**Problem to solve**: Search the records that follow and extract every line containing the string "AddressFamily".
##### Stored data #####
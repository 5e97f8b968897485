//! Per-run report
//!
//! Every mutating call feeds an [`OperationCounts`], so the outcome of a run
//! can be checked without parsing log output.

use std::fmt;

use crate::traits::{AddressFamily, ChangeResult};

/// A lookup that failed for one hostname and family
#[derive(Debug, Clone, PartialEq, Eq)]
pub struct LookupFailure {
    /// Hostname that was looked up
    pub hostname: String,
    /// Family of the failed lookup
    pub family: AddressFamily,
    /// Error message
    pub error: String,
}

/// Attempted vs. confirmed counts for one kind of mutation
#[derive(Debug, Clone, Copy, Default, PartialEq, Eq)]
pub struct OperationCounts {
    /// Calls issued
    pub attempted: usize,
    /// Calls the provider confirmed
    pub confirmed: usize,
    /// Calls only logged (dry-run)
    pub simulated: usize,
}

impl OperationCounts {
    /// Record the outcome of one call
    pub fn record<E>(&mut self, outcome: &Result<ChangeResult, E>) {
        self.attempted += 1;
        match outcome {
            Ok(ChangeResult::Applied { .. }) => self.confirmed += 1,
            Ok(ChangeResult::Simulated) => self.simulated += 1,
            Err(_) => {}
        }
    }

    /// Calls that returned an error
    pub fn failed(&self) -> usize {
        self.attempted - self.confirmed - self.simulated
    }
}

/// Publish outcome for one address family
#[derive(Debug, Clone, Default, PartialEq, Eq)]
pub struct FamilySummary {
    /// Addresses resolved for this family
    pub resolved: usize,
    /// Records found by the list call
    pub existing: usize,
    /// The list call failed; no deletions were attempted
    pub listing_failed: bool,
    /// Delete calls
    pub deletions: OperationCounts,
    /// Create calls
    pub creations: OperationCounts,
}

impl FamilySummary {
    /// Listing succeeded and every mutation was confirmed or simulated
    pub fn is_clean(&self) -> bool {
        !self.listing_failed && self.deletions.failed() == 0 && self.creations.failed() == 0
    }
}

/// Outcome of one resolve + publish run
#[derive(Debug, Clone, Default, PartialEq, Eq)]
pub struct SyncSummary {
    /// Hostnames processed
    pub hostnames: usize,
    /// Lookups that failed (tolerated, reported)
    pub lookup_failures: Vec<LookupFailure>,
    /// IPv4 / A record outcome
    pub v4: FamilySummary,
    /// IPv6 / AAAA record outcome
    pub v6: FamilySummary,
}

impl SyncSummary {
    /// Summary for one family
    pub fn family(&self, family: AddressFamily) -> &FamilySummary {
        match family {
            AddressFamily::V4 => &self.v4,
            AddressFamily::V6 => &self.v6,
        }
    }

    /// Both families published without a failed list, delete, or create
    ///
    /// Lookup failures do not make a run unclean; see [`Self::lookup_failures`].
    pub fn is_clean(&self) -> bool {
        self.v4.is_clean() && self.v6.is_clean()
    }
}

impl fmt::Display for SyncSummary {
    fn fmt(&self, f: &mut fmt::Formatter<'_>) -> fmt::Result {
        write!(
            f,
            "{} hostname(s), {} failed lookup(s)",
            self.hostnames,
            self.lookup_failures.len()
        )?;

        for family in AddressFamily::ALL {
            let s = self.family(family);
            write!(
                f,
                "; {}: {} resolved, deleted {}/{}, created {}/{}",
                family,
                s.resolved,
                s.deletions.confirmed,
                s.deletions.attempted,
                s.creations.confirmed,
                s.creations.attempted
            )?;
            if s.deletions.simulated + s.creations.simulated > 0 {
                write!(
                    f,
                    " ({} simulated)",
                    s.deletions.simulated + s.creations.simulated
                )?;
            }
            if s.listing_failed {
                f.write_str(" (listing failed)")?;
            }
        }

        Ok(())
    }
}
#####
**Answer**:
use crate::traits::{AddressFamily, ChangeResult};
    pub family: AddressFamily,
    pub fn family(&self, family: AddressFamily) -> &FamilySummary {
            AddressFamily::V4 => &self.v4,
            AddressFamily::V6 => &self.v6,
        for family in AddressFamily::ALL {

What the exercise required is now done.